RECORDS PROVIDED:
%%

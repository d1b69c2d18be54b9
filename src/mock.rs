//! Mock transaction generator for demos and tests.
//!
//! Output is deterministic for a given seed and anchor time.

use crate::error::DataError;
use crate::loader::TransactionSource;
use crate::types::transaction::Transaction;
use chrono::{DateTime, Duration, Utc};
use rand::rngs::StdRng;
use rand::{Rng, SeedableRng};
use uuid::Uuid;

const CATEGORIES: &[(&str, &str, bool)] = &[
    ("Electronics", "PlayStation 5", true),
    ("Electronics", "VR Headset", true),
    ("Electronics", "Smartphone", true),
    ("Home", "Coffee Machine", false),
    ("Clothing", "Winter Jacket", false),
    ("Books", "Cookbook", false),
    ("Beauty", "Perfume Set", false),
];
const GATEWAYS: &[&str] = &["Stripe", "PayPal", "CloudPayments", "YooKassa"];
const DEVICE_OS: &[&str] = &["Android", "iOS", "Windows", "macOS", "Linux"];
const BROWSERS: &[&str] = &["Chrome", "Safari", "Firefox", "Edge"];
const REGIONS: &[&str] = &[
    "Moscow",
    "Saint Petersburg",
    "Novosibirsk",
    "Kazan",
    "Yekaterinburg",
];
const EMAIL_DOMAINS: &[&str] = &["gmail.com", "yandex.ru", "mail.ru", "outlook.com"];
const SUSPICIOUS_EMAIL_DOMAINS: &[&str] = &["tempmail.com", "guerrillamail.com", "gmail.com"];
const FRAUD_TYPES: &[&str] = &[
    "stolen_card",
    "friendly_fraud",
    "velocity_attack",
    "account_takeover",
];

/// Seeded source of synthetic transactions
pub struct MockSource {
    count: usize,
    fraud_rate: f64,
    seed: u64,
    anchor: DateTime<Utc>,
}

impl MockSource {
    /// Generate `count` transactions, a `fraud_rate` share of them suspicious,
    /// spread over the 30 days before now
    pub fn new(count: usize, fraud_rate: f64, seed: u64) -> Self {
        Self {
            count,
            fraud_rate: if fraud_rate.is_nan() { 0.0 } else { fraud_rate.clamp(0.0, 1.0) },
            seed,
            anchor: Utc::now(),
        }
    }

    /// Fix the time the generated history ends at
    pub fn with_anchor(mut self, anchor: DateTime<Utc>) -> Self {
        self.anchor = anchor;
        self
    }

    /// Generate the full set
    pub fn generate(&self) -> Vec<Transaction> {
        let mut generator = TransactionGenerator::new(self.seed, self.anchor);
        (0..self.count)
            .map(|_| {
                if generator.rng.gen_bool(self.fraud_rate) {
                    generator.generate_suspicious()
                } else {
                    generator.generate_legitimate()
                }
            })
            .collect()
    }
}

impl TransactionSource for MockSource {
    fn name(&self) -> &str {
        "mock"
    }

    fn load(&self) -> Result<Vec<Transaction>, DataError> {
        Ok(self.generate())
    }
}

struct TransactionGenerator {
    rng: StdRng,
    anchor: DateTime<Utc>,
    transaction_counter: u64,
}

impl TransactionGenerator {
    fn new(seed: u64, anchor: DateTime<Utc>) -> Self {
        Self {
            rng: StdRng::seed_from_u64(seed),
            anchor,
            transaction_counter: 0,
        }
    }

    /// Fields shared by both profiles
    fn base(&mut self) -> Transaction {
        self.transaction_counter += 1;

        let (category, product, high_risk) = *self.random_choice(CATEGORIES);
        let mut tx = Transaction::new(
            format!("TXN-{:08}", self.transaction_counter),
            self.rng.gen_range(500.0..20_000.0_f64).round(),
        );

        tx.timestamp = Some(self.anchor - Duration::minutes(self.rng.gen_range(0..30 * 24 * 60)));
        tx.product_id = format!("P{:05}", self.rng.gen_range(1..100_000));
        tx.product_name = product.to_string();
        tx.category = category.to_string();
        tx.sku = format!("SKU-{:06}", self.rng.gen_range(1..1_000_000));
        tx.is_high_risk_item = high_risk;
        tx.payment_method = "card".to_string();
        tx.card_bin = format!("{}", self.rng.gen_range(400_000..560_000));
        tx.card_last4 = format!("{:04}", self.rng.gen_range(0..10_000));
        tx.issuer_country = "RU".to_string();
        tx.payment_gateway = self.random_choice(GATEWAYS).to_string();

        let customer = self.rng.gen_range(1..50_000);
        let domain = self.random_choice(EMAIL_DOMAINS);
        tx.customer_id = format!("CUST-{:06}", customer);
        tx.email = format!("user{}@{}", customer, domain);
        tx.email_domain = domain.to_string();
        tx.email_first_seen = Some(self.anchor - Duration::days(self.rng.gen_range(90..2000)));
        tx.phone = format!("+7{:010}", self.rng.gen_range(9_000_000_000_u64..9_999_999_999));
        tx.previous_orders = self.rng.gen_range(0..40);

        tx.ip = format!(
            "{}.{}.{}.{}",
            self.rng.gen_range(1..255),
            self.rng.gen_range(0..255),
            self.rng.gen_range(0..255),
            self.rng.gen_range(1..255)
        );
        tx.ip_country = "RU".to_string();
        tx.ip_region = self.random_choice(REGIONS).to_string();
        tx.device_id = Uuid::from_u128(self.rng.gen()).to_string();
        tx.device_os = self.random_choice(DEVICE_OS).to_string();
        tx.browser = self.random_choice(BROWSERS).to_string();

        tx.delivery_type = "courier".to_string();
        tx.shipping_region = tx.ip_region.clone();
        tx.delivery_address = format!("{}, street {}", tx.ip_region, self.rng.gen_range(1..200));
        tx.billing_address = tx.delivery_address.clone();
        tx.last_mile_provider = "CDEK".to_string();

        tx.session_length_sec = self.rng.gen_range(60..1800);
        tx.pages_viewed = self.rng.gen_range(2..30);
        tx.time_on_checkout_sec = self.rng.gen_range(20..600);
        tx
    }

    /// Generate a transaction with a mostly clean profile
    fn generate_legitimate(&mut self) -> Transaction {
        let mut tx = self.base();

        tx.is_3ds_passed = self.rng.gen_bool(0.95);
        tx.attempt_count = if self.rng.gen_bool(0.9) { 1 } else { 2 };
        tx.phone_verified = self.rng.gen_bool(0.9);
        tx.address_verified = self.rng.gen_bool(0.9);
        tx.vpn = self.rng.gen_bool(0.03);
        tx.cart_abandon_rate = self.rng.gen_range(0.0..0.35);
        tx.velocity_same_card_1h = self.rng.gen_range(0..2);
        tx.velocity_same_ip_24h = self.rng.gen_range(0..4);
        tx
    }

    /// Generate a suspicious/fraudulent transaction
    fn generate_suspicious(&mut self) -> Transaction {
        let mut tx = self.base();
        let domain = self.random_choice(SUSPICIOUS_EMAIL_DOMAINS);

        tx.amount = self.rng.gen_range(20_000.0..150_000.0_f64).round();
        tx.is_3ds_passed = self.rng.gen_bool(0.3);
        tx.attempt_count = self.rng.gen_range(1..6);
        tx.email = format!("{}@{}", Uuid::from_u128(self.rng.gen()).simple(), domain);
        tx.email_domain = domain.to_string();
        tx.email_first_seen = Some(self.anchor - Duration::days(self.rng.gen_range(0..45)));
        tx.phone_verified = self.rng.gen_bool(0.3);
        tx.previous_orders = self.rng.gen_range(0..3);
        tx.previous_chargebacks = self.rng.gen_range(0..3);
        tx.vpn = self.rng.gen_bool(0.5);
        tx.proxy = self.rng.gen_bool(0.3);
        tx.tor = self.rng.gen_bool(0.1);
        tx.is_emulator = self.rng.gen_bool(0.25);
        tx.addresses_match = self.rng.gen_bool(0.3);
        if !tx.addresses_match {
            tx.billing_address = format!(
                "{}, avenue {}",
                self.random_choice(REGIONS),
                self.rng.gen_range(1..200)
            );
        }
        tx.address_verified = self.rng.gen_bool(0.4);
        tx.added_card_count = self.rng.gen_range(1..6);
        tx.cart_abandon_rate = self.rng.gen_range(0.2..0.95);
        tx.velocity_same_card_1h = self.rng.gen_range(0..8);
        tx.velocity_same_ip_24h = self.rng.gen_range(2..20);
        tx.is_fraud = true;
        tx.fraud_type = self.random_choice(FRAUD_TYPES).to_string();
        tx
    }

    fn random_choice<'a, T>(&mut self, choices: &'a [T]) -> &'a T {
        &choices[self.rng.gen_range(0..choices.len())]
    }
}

%%

Among the lines above, list those that contain the word "REGIONS".

PROBLEM SOLUTION:
const REGIONS: &[&str] = &[
        tx.ip_region = self.random_choice(REGIONS).to_string();
                self.random_choice(REGIONS),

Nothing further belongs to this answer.